El consenso científico es que resulta esencial no superar en 2050 la frontera de los dos grados –es decir, dos grados más que en la era preindustrial– y que ello requiere haber eliminado gradualmente los combustibles fósiles para entonces. El acuerdo de París no garantiza ese objetivo ni de lejos, pero desde luego lo hace posible. Harán falta nuevas restricciones, acuerdos más audaces y herramientas científicas más refinadas, pero nada de eso ocurriría sin el pacto imperfecto e incompleto que ha salido de la ciudad de la luz. Los ambientalistas harían bien en dar a los líderes mundiales la bienvenida a la fuerza aplastante de la razón. Que progresen más allá dependerá sobre todo de la presión que los ciudadanos ejerzan sobre sus Gobiernos. La lucha será larga, y los líderes ecologistas más necesarios que nunca. Pero la imperfección de un acuerdo no puede ser un argumento para desaprovechar sus virtudes y sus oportunidades.
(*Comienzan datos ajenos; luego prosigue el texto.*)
mod registry;
mod selectors;

pub use registry::{ModelRegistry, ModelSpec, DEFAULT_IMAGE_MODEL};
pub use selectors::{ModelSelection, ModelSelector};
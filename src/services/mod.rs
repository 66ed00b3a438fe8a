//! External collaborators module
//!
//! This module contains the side effects the timer triggers but does not own,
//! like the audible completion alert.

pub mod alert;

// Re-export main types
pub use alert::{select_alert, Alert, CommandAlert, SilentAlert, TerminalBell};
//! Display formatting for timer and Fibonacci output

use crate::state::TimerState;

/// Progress at or below which a run is shown as running low
pub const LOW_PROGRESS: f32 = 0.1;

const BAR_WIDTH: usize = 20;

/// Format milliseconds as zero-padded `HH:MM:SS`; hours are not wrapped
pub fn format_hms(remaining_ms: u64) -> String {
    let hours = remaining_ms / 3_600_000;
    let minutes = (remaining_ms / 60_000) % 60;
    let seconds = (remaining_ms / 1000) % 60;
    format!("{:02}:{:02}:{:02}", hours, minutes, seconds)
}

/// Fraction of `total_ms` still remaining, 0.0 when `total_ms` is zero
pub fn progress(remaining_ms: u64, total_ms: u64) -> f32 {
    if total_ms == 0 {
        0.0
    } else {
        (remaining_ms as f64 / total_ms as f64) as f32
    }
}

/// Whether a run at `progress` should be shown as running low
pub fn is_low(progress: f32) -> bool {
    progress <= LOW_PROGRESS
}

/// Group digits in threes with commas: `1234567` -> `"1,234,567"`
pub fn format_grouped(value: u64) -> String {
    let digits = value.to_string();
    let mut out = String::with_capacity(digits.len() + digits.len() / 3);
    for (i, digit) in digits.chars().enumerate() {
        if i > 0 && (digits.len() - i) % 3 == 0 {
            out.push(',');
        }
        out.push(digit);
    }
    out
}

/// One-line rendering of a timer state for the terminal
pub fn render_line(state: &TimerState) -> String {
    let progress = state.progress();
    let filled = ((progress * BAR_WIDTH as f32).round() as usize).min(BAR_WIDTH);
    let marker = if state.is_running && is_low(progress) { " !" } else { "" };

    format!(
        "{} [{}{}] {:>3}%{}",
        format_hms(state.remaining_ms),
        "#".repeat(filled),
        ".".repeat(BAR_WIDTH - filled),
        (progress * 100.0).round() as u32,
        marker,
    )
}
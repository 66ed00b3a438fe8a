//! Configuration and CLI argument handling

use clap::{Args, Parser, Subcommand};

use crate::tasks::fibonacci::DEFAULT_FIBONACCI_INPUT;

/// CLI argument parsing structure
#[derive(Debug, Parser)]
#[command(name = "countdown-timer")]
#[command(about = "A countdown timer with an audible alert, plus a Fibonacci demo")]
#[command(version = "1.0.0")]
pub struct Config {
    #[command(subcommand)]
    pub command: Command,

    /// Enable verbose logging
    #[arg(short, long, global = true)]
    pub verbose: bool,
}

#[derive(Debug, Subcommand)]
pub enum Command {
    /// Count down the selected time and alert when it runs out
    Timer(TimerArgs),
    /// Compute a Fibonacci number the slow way, off the async workers
    Fib {
        /// Which Fibonacci number to compute; non-numbers count as 0
        #[arg(default_value = DEFAULT_FIBONACCI_INPUT)]
        input: String,
    },
}

/// Options for the countdown
#[derive(Debug, Args)]
pub struct TimerArgs {
    /// Hours (clamped to 0-99)
    #[arg(short = 'H', long, default_value_t = 0, allow_negative_numbers = true)]
    pub hours: i64,

    /// Minutes (clamped to 0-59)
    #[arg(short, long, default_value_t = 0, allow_negative_numbers = true)]
    pub minutes: i64,

    /// Seconds (clamped to 0-59)
    #[arg(short, long, default_value_t = 0, allow_negative_numbers = true)]
    pub seconds: i64,

    /// Print every state change as a JSON line
    #[arg(long)]
    pub json: bool,

    /// Do not play the completion alert
    #[arg(long)]
    pub silent: bool,

    /// Program and arguments to play as the completion alert
    #[arg(long, conflicts_with = "silent")]
    pub alert_command: Option<String>,
}

impl Config {
    /// Parse configuration from command line arguments
    pub fn parse() -> Self {
        Parser::parse()
    }

    /// Get the appropriate log level based on verbose flag
    pub fn log_level(&self) -> &'static str {
        if self.verbose { "debug" } else { "info" }
    }
}
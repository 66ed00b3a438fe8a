//! Countdown Timer - a cancellable countdown with an audible alert
//!
//! This is the main entry point for the countdown-timer application.

use std::time::Instant;
use anyhow::Context;
use tracing::{debug, info, warn};

use countdown_timer::{
    config::{Command, Config, TimerArgs},
    services::select_alert,
    state::{CountdownTimer, TimerState},
    tasks::{fibonacci_off_thread, parse_input},
    utils::{format_grouped, render_line, shutdown_signal, shutdown_signals},
};

#[tokio::main]
async fn main() -> anyhow::Result<()> {
    let config = Config::parse();

    // Logs go to stderr so stdout only carries timer output
    tracing_subscriber::fmt()
        .with_env_filter(format!("countdown_timer={}", config.log_level()))
        .with_writer(std::io::stderr)
        .init();

    info!("Starting countdown-timer v1.0.0");

    match &config.command {
        Command::Timer(args) => run_timer(args).await,
        Command::Fib { input } => run_fibonacci(input).await,
    }
}

async fn run_timer(args: &TimerArgs) -> anyhow::Result<()> {
    let shutdown = shutdown_signal(shutdown_signals().context("Failed to register signal handlers")?);
    tokio::pin!(shutdown);

    let timer = CountdownTimer::new(select_alert(args.silent, args.alert_command.as_deref()));
    let mut updates = timer.subscribe();

    timer.select_time(args.hours, args.minutes, args.seconds);
    let started = timer.start_timer();
    if !started.is_running {
        warn!("Nothing to count down, selected time is 00:00:00");
        return Ok(());
    }
    updates.mark_unchanged();
    render(&started, args.json)?;

    loop {
        tokio::select! {
            changed = updates.changed() => {
                if changed.is_err() {
                    break;
                }
                let state = updates.borrow_and_update().clone();
                render(&state, args.json)?;
                if !state.is_running {
                    info!("Time's up");
                    break;
                }
            }
            _ = &mut shutdown => {
                info!("Shutdown signal received, cancelling timer");
                let state = timer.cancel_timer();
                render(&state, args.json)?;
                break;
            }
        }
    }

    // Let a completion alert finish before the runtime shuts down
    timer.join_task().await;
    Ok(())
}

fn render(state: &TimerState, json: bool) -> anyhow::Result<()> {
    if json {
        println!("{}", serde_json::to_string(state).context("Failed to serialize timer state")?);
    } else {
        println!("{}", render_line(state));
    }
    Ok(())
}

async fn run_fibonacci(input: &str) -> anyhow::Result<()> {
    let n = parse_input(input);
    info!("Calculating fibonacci({})", n);

    let started = Instant::now();
    let value = fibonacci_off_thread(n).await?;
    debug!("fibonacci({}) took {:?}", n, started.elapsed());

    println!("Result: {}", format_grouped(value));
    Ok(())
}
//! Completion alerts

use std::{
    fmt,
    io::{self, Write},
    process::Stdio,
    sync::Arc,
};
use tokio::{
    process::{Child, Command},
    task::JoinHandle,
};
use tracing::{debug, info, warn};

/// Something to fire when a countdown completes.
///
/// `alert` is called from the countdown task and must return promptly;
/// anything slow goes on a separate task whose handle is returned so the
/// caller can wait for it before shutting down.
pub trait Alert: Send + Sync {
    fn alert(&self) -> Option<JoinHandle<()>>;
}

/// Rings the terminal bell on stderr, leaving stdout to timer output
#[derive(Debug, Clone, Copy, Default)]
pub struct TerminalBell;

impl TerminalBell {
    fn ring<W: Write>(out: &mut W) -> io::Result<()> {
        out.write_all(b"\x07")?;
        out.flush()
    }
}

impl Alert for TerminalBell {
    fn alert(&self) -> Option<JoinHandle<()>> {
        if let Err(e) = Self::ring(&mut io::stderr()) {
            warn!("Failed to ring terminal bell: {}", e);
        }
        None
    }
}

/// Does nothing
#[derive(Debug, Clone, Copy, Default)]
pub struct SilentAlert;

impl Alert for SilentAlert {
    fn alert(&self) -> Option<JoinHandle<()>> {
        debug!("Alert suppressed");
        None
    }
}

/// Plays the alert through an external program, e.g. `paplay alarm.oga`.
/// Falls back to another alert, the terminal bell by default, when the
/// program cannot run or exits with an error.
#[derive(Clone)]
pub struct CommandAlert {
    pub program: String,
    pub args: Vec<String>,
    fallback: Arc<dyn Alert>,
}

impl CommandAlert {
    /// Split a whitespace-separated command line. `None` when it is blank.
    pub fn parse(command_line: &str) -> Option<Self> {
        let mut parts = command_line.split_whitespace().map(str::to_string);
        let program = parts.next()?;
        Some(Self {
            program,
            args: parts.collect(),
            fallback: Arc::new(TerminalBell),
        })
    }

    /// Replace the alert used when the program fails
    pub fn with_fallback(mut self, fallback: Arc<dyn Alert>) -> Self {
        self.fallback = fallback;
        self
    }

    fn spawn(&self) -> Result<Child, String> {
        Command::new(&self.program)
            .args(&self.args)
            .stdin(Stdio::null())
            .stdout(Stdio::null())
            .stderr(Stdio::piped())
            .spawn()
            .map_err(|e| format!("Failed to execute {}: {}", self.program, e))
    }

    /// Run the alert program to completion
    pub async fn play(&self) -> Result<(), String> {
        let child = self.spawn()?;
        wait_for_exit(&self.program, child).await
    }
}

impl fmt::Debug for CommandAlert {
    fn fmt(&self, f: &mut fmt::Formatter<'_>) -> fmt::Result {
        f.debug_struct("CommandAlert")
            .field("program", &self.program)
            .field("args", &self.args)
            .finish_non_exhaustive()
    }
}

impl Alert for CommandAlert {
    fn alert(&self) -> Option<JoinHandle<()>> {
        let child = match self.spawn() {
            Ok(child) => child,
            Err(e) => {
                warn!("{}, using fallback alert", e);
                return self.fallback.alert();
            }
        };

        let program = self.program.clone();
        let fallback = Arc::clone(&self.fallback);
        Some(tokio::spawn(async move {
            if let Err(e) = wait_for_exit(&program, child).await {
                warn!("{}, using fallback alert", e);
                if let Some(pending) = fallback.alert() {
                    let _ = pending.await;
                }
            }
        }))
    }
}

async fn wait_for_exit(program: &str, child: Child) -> Result<(), String> {
    let output = child
        .wait_with_output()
        .await
        .map_err(|e| format!("Failed to wait for {}: {}", program, e))?;

    if !output.status.success() {
        let stderr = String::from_utf8_lossy(&output.stderr);
        return Err(format!("{} failed: {}", program, stderr.trim()));
    }

    debug!("{} finished playing", program);
    Ok(())
}

/// Pick the alert for the given options
pub fn select_alert(silent: bool, command_line: Option<&str>) -> Arc<dyn Alert> {
    if silent {
        info!("Completion alert disabled");
        return Arc::new(SilentAlert);
    }

    match command_line.and_then(CommandAlert::parse) {
        Some(command) => {
            info!("Completion alert: {} {}", command.program, command.args.join(" "));
            Arc::new(command)
        }
        None => Arc::new(TerminalBell),
    }
}
//! Capture orchestrator: run every catalog module against a bundle.
//!
//! Best effort throughout. A command that fails is skipped, a module whose
//! commands all fail is recorded as failed, and a log write that fails
//! downgrades only that module. After each module the manifest is
//! checkpointed so a crash leaves a record of everything completed.

use chrono::Local;
use ed_bundle::{BundleManager, CommandLogEntry, Incident};
use std::fs;
use std::path::{Path, PathBuf};
use std::time::{Duration, Instant};
use thiserror::Error;
use tracing::{debug, info, warn};

use super::catalog::{catalog, CaptureModule, TargetOs};
use super::tool_runner::ToolRunner;

/// Separator used when recording a module's command lines in the manifest.
pub const COMMAND_SEPARATOR: &str = "; ";

/// Why a module did not contribute diagnostics.
#[derive(Debug, Error)]
pub enum CaptureError {
    #[error("no commands available for this platform")]
    NoCommands,

    #[error("no command produced usable output")]
    NoOutput,

    #[error("failed to write log {}: {source}", path.display())]
    LogWrite {
        path: PathBuf,
        #[source]
        source: std::io::Error,
    },
}

/// Outcome of one module. Only its derived log entry and log file persist.
#[derive(Debug, Clone)]
pub struct CaptureResult {
    pub name: String,
    pub display_name: String,
    /// At least one command exited 0 (and its output was persisted).
    pub success: bool,
    /// Aggregated output, each block headed by the command that produced it.
    pub output: String,
    pub error_msg: Option<String>,
    pub duration: Duration,
    /// Log file written for this module, if any.
    pub log_path: Option<PathBuf>,
}

impl CaptureResult {
    /// Derived 0/1 flag recorded as `exit_code` in the manifest.
    pub fn exit_flag(&self) -> i32 {
        if self.success {
            0
        } else {
            1
        }
    }
}

/// Header block for one contributing command.
pub fn format_block(command: &str, output: &str) -> String {
    let mut block = format!("=== {} ===\n{}", command, output);
    if !output.is_empty() && !output.ends_with('\n') {
        block.push('\n');
    }
    block
}

/// Runs the fixed module catalog, sequentially, against one incident.
pub struct CaptureOrchestrator<'a> {
    manager: &'a BundleManager,
    modules: Vec<CaptureModule>,
    runner: ToolRunner,
}

impl<'a> CaptureOrchestrator<'a> {
    pub fn new(
        manager: &'a BundleManager,
        modules: Vec<CaptureModule>,
        runner: ToolRunner,
    ) -> Self {
        Self {
            manager,
            modules,
            runner,
        }
    }

    /// Orchestrator for the catalog of `os`.
    pub fn for_os(manager: &'a BundleManager, os: TargetOs, runner: ToolRunner) -> Self {
        Self::new(manager, catalog(os), runner)
    }

    pub fn modules(&self) -> &[CaptureModule] {
        &self.modules
    }

    /// Run every module in catalog order, appending one entry per module to
    /// `incident` and checkpointing the manifest after each.
    pub fn run_all(&self, incident: &mut Incident, dry_run: bool) -> Vec<CaptureResult> {
        info!(
            incident_id = %incident.id,
            modules = self.modules.len(),
            dry_run,
            "Starting diagnostic capture"
        );

        let mut results = Vec::with_capacity(self.modules.len());
        for module in &self.modules {
            let started_at = Local::now();
            let mut result = self.run_module(module, dry_run);
            let ended_at = Local::now();

            if !dry_run && !result.output.is_empty() {
                match persist_log(&incident.logs_path, &module.name, &result.output) {
                    Ok(path) => result.log_path = Some(path),
                    Err(e) => {
                        warn!(module = %module.name, error = %e, "module log write failed");
                        result.success = false;
                        result.error_msg = Some(e.to_string());
                    }
                }
            }

            incident.record(CommandLogEntry {
                name: module.name.clone(),
                command: module.commands.join(COMMAND_SEPARATOR),
                started_at: started_at.to_rfc3339(),
                ended_at: ended_at.to_rfc3339(),
                exit_code: result.exit_flag(),
                output_len: result.output.len() as u64,
            });
            self.manager.checkpoint(incident);

            if result.success {
                info!(
                    module = %module.name,
                    output_len = result.output.len(),
                    duration_ms = result.duration.as_millis() as u64,
                    "capture module complete"
                );
            } else {
                warn!(
                    module = %module.name,
                    reason = result.error_msg.as_deref().unwrap_or("unknown"),
                    "capture module produced nothing"
                );
            }
            results.push(result);
        }

        let succeeded = results.iter().filter(|r| r.success).count();
        info!(
            incident_id = %incident.id,
            succeeded,
            failed = results.len() - succeeded,
            "Diagnostic capture finished"
        );
        results
    }

    /// Attempt every command of one module and aggregate what succeeded.
    ///
    /// Does not touch the filesystem.
    pub fn run_module(&self, module: &CaptureModule, dry_run: bool) -> CaptureResult {
        let start = Instant::now();
        let mut output = String::new();
        let mut success = false;

        for command in &module.commands {
            if dry_run {
                info!(module = %module.name, command = %command, "[dry-run] would run");
                output.push_str(&format_block(
                    command,
                    &format!("[dry-run] would run: {}\n", command),
                ));
                success = true;
                continue;
            }

            match self.runner.run_shell(command) {
                Ok(out) if out.success() => {
                    output.push_str(&format_block(command, &out.stdout_str()));
                    success = true;
                }
                Ok(out) => {
                    debug!(
                        module = %module.name,
                        command = %command,
                        exit_code = ?out.exit_code,
                        timed_out = out.timed_out,
                        "command failed, skipping"
                    );
                }
                Err(e) => {
                    debug!(
                        module = %module.name,
                        command = %command,
                        error = %e,
                        "command did not run, skipping"
                    );
                }
            }
        }

        let error_msg = if success {
            None
        } else if module.commands.is_empty() {
            Some(CaptureError::NoCommands.to_string())
        } else {
            Some(CaptureError::NoOutput.to_string())
        };

        CaptureResult {
            name: module.name.clone(),
            display_name: module.display_name.clone(),
            success,
            output,
            error_msg,
            duration: start.elapsed(),
            log_path: None,
        }
    }
}

fn persist_log(logs_path: &Path, name: &str, output: &str) -> Result<PathBuf, CaptureError> {
    let path = logs_path.join(format!("{}.log", name));
    fs::write(&path, output.as_bytes()).map_err(|source| CaptureError::LogWrite {
        path: path.clone(),
        source,
    })?;
    Ok(path)
}
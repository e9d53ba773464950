//! The `trigger` workflow: one emergency capture run from start to finish.
//!
//! create bundle → capture modules → backup → handoff → receipt
//!
//! Only bundle creation and the receipt write can fail the run. Everything
//! in between is best effort and reported in the returned summary.

use ed_bundle::{BundleManager, Incident};
use std::fmt::Write as _;
use std::path::PathBuf;
use tracing::info;

use crate::backup::{run_backup, BackupPlan, BackupReport};
use crate::capture::{CaptureOrchestrator, CaptureResult, TargetOs, ToolConfig, ToolRunner};
use crate::config::Settings;
use crate::handoff::{handoff, HandoffOutcome};

/// Everything a trigger run needs, resolved from config and flags.
#[derive(Debug, Clone)]
pub struct TriggerOptions {
    pub base_dir: PathBuf,
    pub dry_run: bool,
    /// Catalog variant to run.
    pub os: TargetOs,
    pub capture: ToolConfig,
    /// Empty disables backup.
    pub backup_sources: Vec<PathBuf>,
    /// Defaults to `base_dir`.
    pub backup_dest: Option<PathBuf>,
    /// `None` disables handoff.
    pub handoff_tools: Option<Vec<String>>,
    pub handoff: ToolConfig,
}

impl TriggerOptions {
    /// Options from file settings, before CLI overrides.
    pub fn from_settings(settings: &Settings, dry_run: bool) -> Self {
        Self {
            base_dir: settings.bundle.base_dir.clone(),
            dry_run,
            os: TargetOs::detect(),
            capture: settings.capture.tool_config(),
            backup_sources: settings.backup.sources.clone(),
            backup_dest: settings.backup.dest.clone(),
            handoff_tools: None,
            handoff: settings
                .handoff
                .tool_config(settings.capture.max_output_bytes),
        }
    }
}

/// Outcome of a completed trigger run.
#[derive(Debug)]
pub struct TriggerReport {
    pub incident: Incident,
    pub results: Vec<CaptureResult>,
    pub backup: Option<BackupReport>,
    pub handoff: Option<HandoffOutcome>,
    pub receipt_path: PathBuf,
}

impl TriggerReport {
    pub fn succeeded(&self) -> usize {
        self.results.iter().filter(|r| r.success).count()
    }

    /// Console summary printed on stdout.
    pub fn render(&self) -> String {
        let mut out = String::new();
        if self.incident.dry_run {
            let _ = writeln!(out, "[dry-run] nothing was written");
        }
        let _ = writeln!(out, "Incident bundle: {}", self.incident.path.display());

        let width = self.results.iter().map(|r| r.name.len()).max().unwrap_or(0);
        for r in &self.results {
            let mark = if r.success { "✓" } else { "✗" };
            match &r.error_msg {
                Some(msg) => {
                    let _ = writeln!(
                        out,
                        "  {} {:<width$}  {} ({})",
                        mark, r.name, r.display_name, msg
                    );
                }
                None => {
                    let _ = writeln!(out, "  {} {:<width$}  {}", mark, r.name, r.display_name);
                }
            }
        }
        let _ = writeln!(
            out,
            "Modules: {} succeeded, {} failed",
            self.succeeded(),
            self.results.len() - self.succeeded()
        );

        if let Some(backup) = &self.backup {
            if backup.dry_run {
                let _ = writeln!(
                    out,
                    "Backup: would copy {} source(s) to {}",
                    backup.plan.items.len(),
                    backup.plan.root.display()
                );
            } else {
                let _ = writeln!(
                    out,
                    "Backup: {} copied, {} failed -> {}",
                    backup.succeeded(),
                    backup.failed(),
                    backup.plan.root.display()
                );
            }
        }

        if let Some(outcome) = &self.handoff {
            let line = match outcome {
                HandoffOutcome::NoTool => "no analysis tool found".to_string(),
                HandoffOutcome::NoBundle => "skipped, bundle missing".to_string(),
                HandoffOutcome::Planned { tool, .. } => format!("would run {}", tool),
                HandoffOutcome::Ran { tool, success, .. } => {
                    format!("{} {}", tool, if *success { "completed" } else { "failed" })
                }
                HandoffOutcome::SpawnFailed { tool, error } => {
                    format!("{} did not start: {}", tool, error)
                }
            };
            let _ = writeln!(out, "Handoff: {}", line);
        }

        let _ = writeln!(out, "Receipt: {}", self.receipt_path.display());
        out
    }
}

/// Run one full emergency capture.
pub fn run_trigger(
    manager: &BundleManager,
    options: &TriggerOptions,
) -> ed_bundle::Result<TriggerReport> {
    let mut incident = manager.create_bundle(&options.base_dir, options.dry_run)?;

    let runner = ToolRunner::new(options.capture.clone());
    let orchestrator = CaptureOrchestrator::for_os(manager, options.os, runner.clone());
    let results = orchestrator.run_all(&mut incident, options.dry_run);

    let backup = if options.backup_sources.is_empty() {
        None
    } else {
        let dest = options
            .backup_dest
            .clone()
            .unwrap_or_else(|| options.base_dir.clone());
        let plan = BackupPlan::build(&options.backup_sources, &dest, &incident.created_at);
        Some(run_backup(&incident, plan, &runner, options.dry_run))
    };

    let handoff = options.handoff_tools.as_ref().map(|tools| {
        let runner = ToolRunner::new(options.handoff.clone());
        handoff(&incident, tools, &runner, options.dry_run)
    });

    let receipt_path = manager.write_receipt(&incident)?;

    info!(
        incident_id = %incident.id,
        path = %incident.path.display(),
        modules = results.len(),
        succeeded = results.iter().filter(|r| r.success).count(),
        "Emergency capture complete"
    );

    Ok(TriggerReport {
        incident,
        results,
        backup,
        handoff,
        receipt_path,
    })
}
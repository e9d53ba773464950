//! Incident bundle layout, manifest and receipt for emergency diagnostics.
//!
//! One run produces one self-contained directory:
//!
//! ```text
//! incident-YYYYMMDD-HHmmss/
//!   incident.json      manifest, rewritten after every capture module
//!   receipt.adoc       human-readable summary, written last
//!   logs/<name>.log    captured output, one per module that produced any
//! ```
//!
//! # Example
//!
//! ```no_run
//! use ed_bundle::BundleManager;
//! use std::path::Path;
//!
//! let manager = BundleManager::new("0.1.0", "trigger");
//! let mut incident = manager.create_bundle(Path::new("."), false).unwrap();
//! // ... capture modules append entries and checkpoint ...
//! manager.checkpoint(&incident);
//! manager.write_receipt(&incident).unwrap();
//! ```

pub mod error;
pub mod host;
pub mod incident;
pub mod lifecycle;
pub mod manifest;
pub mod receipt;

pub use error::{BundleError, Result};
pub use host::HostFacts;
pub use incident::{incident_id, Incident, LOGS_DIR_NAME};
pub use lifecycle::BundleManager;
pub use manifest::{
    CommandLogEntry, IncidentManifest, PlatformInfo, TriggerInfo, MANIFEST_FILE_NAME,
    MANIFEST_SCHEMA_VERSION,
};
pub use receipt::{list_log_files, render_receipt, LogFileEntry, RECEIPT_FILE_NAME};
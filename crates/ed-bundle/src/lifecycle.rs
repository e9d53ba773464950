//! Bundle lifecycle: create the directory tree, checkpoint the manifest,
//! write the receipt.
//!
//! Every write path honors the handle's dry-run flag by logging what it
//! would have written and touching nothing.

use chrono::{DateTime, Local, SubsecRound};
use std::fs;
use std::io::{self, Write};
use std::path::{Path, PathBuf};
use tracing::{debug, info, warn};

use crate::host::HostFacts;
use crate::manifest::MANIFEST_FILE_NAME;
use crate::receipt::{list_log_files, render_receipt, RECEIPT_FILE_NAME};
use crate::{BundleError, Incident, IncidentManifest, Result};

/// Creates and maintains incident bundles.
///
/// Carries the run-wide values that end up in every manifest, so nothing
/// here reads process globals.
#[derive(Debug, Clone)]
pub struct BundleManager {
    version: String,
    args: String,
}

impl BundleManager {
    /// `version` is the tool version, `args` the raw invocation arguments.
    pub fn new(version: impl Into<String>, args: impl Into<String>) -> Self {
        Self {
            version: version.into(),
            args: args.into(),
        }
    }

    /// Create a bundle under `base_dir` stamped with the current time.
    pub fn create_bundle(&self, base_dir: &Path, dry_run: bool) -> Result<Incident> {
        self.create_bundle_at(base_dir, dry_run, Local::now())
    }

    /// Create a bundle for an explicit creation time.
    ///
    /// Fails with [`BundleError::AlreadyExists`] if the directory is present,
    /// leaving it untouched. In dry-run mode the same check runs but nothing
    /// is created.
    pub fn create_bundle_at(
        &self,
        base_dir: &Path,
        dry_run: bool,
        created_at: DateTime<Local>,
    ) -> Result<Incident> {
        let incident = Incident::new(base_dir, created_at.trunc_subsecs(0), dry_run);

        if incident.path.exists() {
            return Err(BundleError::AlreadyExists {
                path: incident.path.clone(),
            });
        }

        if dry_run {
            info!(
                incident_id = %incident.id,
                path = %incident.path.display(),
                logs = %incident.logs_path.display(),
                "[dry-run] would create incident bundle"
            );
            return Ok(incident);
        }

        fs::create_dir_all(base_dir).map_err(|e| BundleError::io(base_dir, e))?;

        // create_dir (not create_dir_all) so a concurrent run in the same
        // second loses the race instead of sharing the directory.
        fs::create_dir(&incident.path).map_err(|e| {
            if e.kind() == io::ErrorKind::AlreadyExists {
                BundleError::AlreadyExists {
                    path: incident.path.clone(),
                }
            } else {
                BundleError::io(&incident.path, e)
            }
        })?;
        fs::create_dir(&incident.logs_path)
            .map_err(|e| BundleError::io(&incident.logs_path, e))?;

        self.write_manifest(&incident)?;

        info!(
            incident_id = %incident.id,
            path = %incident.path.display(),
            "Incident bundle created"
        );
        Ok(incident)
    }

    /// Rebuild the manifest from the handle and rewrite `incident.json` wholesale.
    pub fn write_manifest(&self, incident: &Incident) -> Result<PathBuf> {
        let path = incident.path.join(MANIFEST_FILE_NAME);
        let host = HostFacts::gather();
        let manifest = IncidentManifest::build(incident, &host, &self.version, &self.args);
        let bytes = manifest.encode()?;

        if incident.dry_run {
            info!(
                path = %path.display(),
                bytes = bytes.len(),
                commands = manifest.commands.len(),
                "[dry-run] would write manifest"
            );
            return Ok(path);
        }

        write_atomic(&path, &bytes)?;
        debug!(
            path = %path.display(),
            commands = manifest.commands.len(),
            "Manifest written"
        );
        Ok(path)
    }

    /// Checkpoint the manifest; failure is logged and absorbed.
    ///
    /// Returns whether the checkpoint landed (always true in dry-run).
    pub fn checkpoint(&self, incident: &Incident) -> bool {
        match self.write_manifest(incident) {
            Ok(_) => true,
            Err(e) => {
                warn!(
                    incident_id = %incident.id,
                    error = %e,
                    "manifest checkpoint failed, continuing"
                );
                false
            }
        }
    }

    /// Render and write `receipt.adoc`. Call after all capture modules ran.
    pub fn write_receipt(&self, incident: &Incident) -> Result<PathBuf> {
        let path = incident.path.join(RECEIPT_FILE_NAME);
        let host = HostFacts::gather();
        let log_files = list_log_files(&incident.logs_path)
            .map_err(|e| BundleError::io(&incident.logs_path, e))?;
        let text = render_receipt(incident, &host, &self.version, &log_files);

        if incident.dry_run {
            info!(
                path = %path.display(),
                bytes = text.len(),
                commands = incident.commands.len(),
                "[dry-run] would write receipt"
            );
            return Ok(path);
        }

        fs::write(&path, text.as_bytes()).map_err(|e| BundleError::io(&path, e))?;
        info!(
            path = %path.display(),
            commands = incident.commands.len(),
            log_files = log_files.len(),
            "Receipt written"
        );
        Ok(path)
    }
}

/// Write through a sibling temp file and rename over the target.
fn write_atomic(path: &Path, bytes: &[u8]) -> Result<()> {
    let file_name = path
        .file_name()
        .and_then(|s| s.to_str())
        .unwrap_or(MANIFEST_FILE_NAME);
    let tmp_path = path.with_file_name(format!("{}.tmp.{}", file_name, std::process::id()));
    {
        let mut file = fs::File::create(&tmp_path).map_err(|e| BundleError::io(&tmp_path, e))?;
        file.write_all(bytes)
            .map_err(|e| BundleError::io(&tmp_path, e))?;
        let _ = file.sync_all();
    }
    fs::rename(&tmp_path, path).map_err(|e| {
        let _ = fs::remove_file(&tmp_path);
        BundleError::io(path, e)
    })
}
Es verdad que en Copenhague, en 2009, se habían suscitado las mismas esperanzas, y que al final quedaron en un embarazoso fiasco. El acuerdo que salió de allí reconocía la necesidad de explorar medidas para mitigar los efectos del calentamiento, pero sin mirar mucho hacia cuáles eran sus causas. En París, más de 150 países han presentado, a instancias de la organización, unos planes minuciosos para recortar sus propias emisiones. Es importante que acepten unas medidas de supervisión internacional. Junto a un refuerzo persistente de los objetivos, esa puede ser la clave para seguir adelante.
La historia de la razón científica aplicada a la política ambiental tiene un precedente soberbio en la reducción drástica, por la industria, de los gases (CFC, clorofluorocarbonos) que dañan la capa de ozono. También es importante recordar que, en aquel caso, había alternativas baratas y eficaces para esos productos.
Al final, la eliminación de los combustibles fósiles dependerá también de que haya alternativas viables. Y esto vuelve a poner el acento en la importancia crítica de investigar en energías eficaces, accesibles e inocuas para el medio. La solución vendrá algún día de ese mismo Sol que este invierno se ha resistido tanto a desaparecer tras las cumbres nevadas. Entre tanto, siempre nos quedará París.